The award of the Peace Prize to two citizens of South-East Asia comes amid growing tensions at the Kashmir Line of Control (LoC) which has resulted in casualties on both sides with people fleeing their homes for safety. The Pakistani military, under the pressure of its top officials and ISI, has become increasingly nervous and aggressive since the appointment of Sri Narendra Modi as the new Prime Minister in India. Last year while the former PM was still in office, the high brass of the Pakistani military was reported to have declared its impatience to go to war against India. If anything, the ongoing constant aggression occurring at the LoC since May is a deliberate strategy to test the patience of the Indian PM and drag India into a war.
The opposition and the English-medium press have been pressing the PM to publicly declare its stance on the issue.
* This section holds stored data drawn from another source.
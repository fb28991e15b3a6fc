//! Event data types
//!
//! Events, the completion marker and the [`EventMessage`] envelope that is
//! persisted and published.

mod event;

pub use event::{
    is_completion, lineage, AsAny, Completed, DomainEvent, Event, EventMessage, EventMeta, Message,
};
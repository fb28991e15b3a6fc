//! Error types shared by the repository, the aggregate model and the bus.

use std::io;

/// Result type for event-source operations
pub type Result<T> = std::result::Result<T, Error>;

/// Errors surfaced to callers.
///
/// A missing aggregate is not an error: [`Repository::load`](crate::Repository::load)
/// returns `Ok(None)`. Handler failures are reported as
/// [`DispatchError`](crate::DispatchError) and never propagate.
#[derive(Debug, thiserror::Error)]
pub enum Error {
    /// I/O failure while creating, reading, writing or replacing a file
    #[error("Storage error: {0}")]
    Storage(#[from] io::Error),

    /// Payload could not be encoded or decoded
    #[error("Serialization error: {0}")]
    Serialization(#[from] serde_json::Error),

    /// `new_instance` found existing files for the id
    #[error("Aggregate already exists: {0}")]
    AlreadyExists(String),

    /// On-disk state violates the snapshot/log invariants
    #[error("Corrupted data for aggregate {id}: {reason}")]
    Corrupted { id: String, reason: String },

    /// The background writer failed for this entity and refuses further appends
    #[error("Event log writer failed for aggregate {id}: {reason}")]
    WriterFailed { id: String, reason: String },

    /// The repository has been closed
    #[error("Repository is closed")]
    Closed,

    /// The event bus has been closed
    #[error("Event bus is closed")]
    BusClosed,

    /// Bus workers did not drain within the shutdown timeout
    #[error("Event bus shutdown timed out with {pending} subscriber(s) still running")]
    ShutdownTimeout { pending: usize },
}

impl Error {
    pub(crate) fn corrupted(id: &str, reason: impl Into<String>) -> Self {
        Error::Corrupted {
            id: id.to_string(),
            reason: reason.into(),
        }
    }

    /// Check if this error came from the file system
    pub fn is_storage(&self) -> bool {
        matches!(self, Error::Storage(_))
    }
}
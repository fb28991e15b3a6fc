//! Sub-aggregates: child entities owned by an aggregate.
//!
//! The owner holds them in a [`SubAggregates`] collection inside its own
//! state, so they are snapshotted and replayed with it. Each entry keeps a
//! non-owning back-reference to its owner's id.

use std::collections::BTreeMap;
use std::fmt;

use serde::de::DeserializeOwned;
use serde::{Deserialize, Serialize};

use crate::registry::{HandlerTable, Handles};

/// A child entity whose events always go through its owner's `apply`
pub trait SubAggregate: Handles + Serialize + DeserializeOwned + Send + Sync + 'static {}

/// Placeholder for aggregates without children
impl Handles for () {
    fn register_handlers(_table: &mut HandlerTable<Self>) {}
}

impl SubAggregate for () {}

/// Stable identity of a registered sub-aggregate within its owner
#[derive(Debug, Clone, Copy, PartialEq, Eq, PartialOrd, Ord, Hash)]
pub struct SubHandle(u64);

impl SubHandle {
    pub fn value(self) -> u64 {
        self.0
    }
}

impl fmt::Display for SubHandle {
    fn fmt(&self, f: &mut fmt::Formatter<'_>) -> fmt::Result {
        write!(f, "#{}", self.0)
    }
}

/// A registered sub-aggregate
#[derive(Debug, Clone, Serialize, Deserialize)]
pub struct SubEntity<S> {
    id: String,
    #[serde(skip)]
    owner_id: Option<String>,
    state: S,
}

impl<S> SubEntity<S> {
    pub fn id(&self) -> &str {
        &self.id
    }

    /// Id of the owning aggregate; `None` once unregistered
    pub fn owner_id(&self) -> Option<&str> {
        self.owner_id.as_deref()
    }

    pub fn state(&self) -> &S {
        &self.state
    }

    pub fn into_state(self) -> S {
        self.state
    }

    pub(crate) fn state_mut(&mut self) -> &mut S {
        &mut self.state
    }
}

/// Owner-held collection of sub-aggregates, in registration order
#[derive(Debug, Clone, Serialize, Deserialize)]
pub struct SubAggregates<S> {
    #[serde(skip)]
    owner_id: Option<String>,
    next_handle: u64,
    entries: BTreeMap<u64, SubEntity<S>>,
}

impl<S> SubAggregates<S> {
    pub fn new() -> Self {
        Self {
            owner_id: None,
            next_handle: 0,
            entries: BTreeMap::new(),
        }
    }

    /// Add a sub-aggregate and bind it to the owner.
    ///
    /// The state is moved in, so the same instance can never be registered
    /// twice.
    pub fn register(&mut self, id: impl Into<String>, state: S) -> SubHandle {
        let handle = SubHandle(self.next_handle);
        self.next_handle += 1;
        self.entries.insert(
            handle.0,
            SubEntity {
                id: id.into(),
                owner_id: self.owner_id.clone(),
                state,
            },
        );
        handle
    }

    /// Remove a sub-aggregate and clear its back-reference.
    ///
    /// Returns `None` if the handle is not (or no longer) registered.
    pub fn unregister(&mut self, handle: SubHandle) -> Option<SubEntity<S>> {
        let mut entity = self.entries.remove(&handle.0)?;
        entity.owner_id = None;
        Some(entity)
    }

    pub fn get(&self, handle: SubHandle) -> Option<&SubEntity<S>> {
        self.entries.get(&handle.0)
    }

    /// Find a sub-aggregate by its id
    pub fn find(&self, id: &str) -> Option<(SubHandle, &SubEntity<S>)> {
        self.iter().find(|(_, entity)| entity.id == id)
    }

    pub fn iter(&self) -> impl Iterator<Item = (SubHandle, &SubEntity<S>)> {
        self.entries.iter().map(|(k, v)| (SubHandle(*k), v))
    }

    pub(crate) fn iter_mut(&mut self) -> impl Iterator<Item = &mut SubEntity<S>> {
        self.entries.values_mut()
    }

    pub fn len(&self) -> usize {
        self.entries.len()
    }

    pub fn is_empty(&self) -> bool {
        self.entries.is_empty()
    }

    /// Id of the aggregate this collection is bound to
    pub fn owner_id(&self) -> Option<&str> {
        self.owner_id.as_deref()
    }

    pub(crate) fn bind_owner(&mut self, owner_id: &str) {
        self.owner_id = Some(owner_id.to_string());
        for entity in self.entries.values_mut() {
            entity.owner_id = Some(owner_id.to_string());
        }
    }
}

impl<S> Default for SubAggregates<S> {
    fn default() -> Self {
        Self::new()
    }
}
Wary of the press which he suspects of distorting statements and building up sensationalism, the PM shuns interviews and ignores calls for mediatizing his strategy. Yet, right at the beginning of the Pakistani provocation, the Indian PM made a forceful speech in which he strongly warned Nawaz Sharif against any attempt to mess up with India. While unrelentlessly attending to a multitude of tasks to improve efficiency on a daily basis, the PM has apparently given the military a free hand to conduct operations and unforgiving retalialions at LoC, which has created surprise and shock in the Pakistani army. On the other hand, the United Nations ignored Pakistan’s call to internationalize the issue.
After the street show by Imran Khan and fiery cleric to topple PM Nawaz Sharif, Bilal Zardari’s claim to the whole of Kashmir makes him look as an additional partner in the ‘political circus’ his slain mother denounced. The move of the PPP leader who is still in his twenties is seen as a bid to gain the favour of the army despite the fact that grandfather Ali Bhutto was sent to the gallows by the army, and former PM General Pervez Musharraf is accused of organizing the assassination of Benazir Bhutto.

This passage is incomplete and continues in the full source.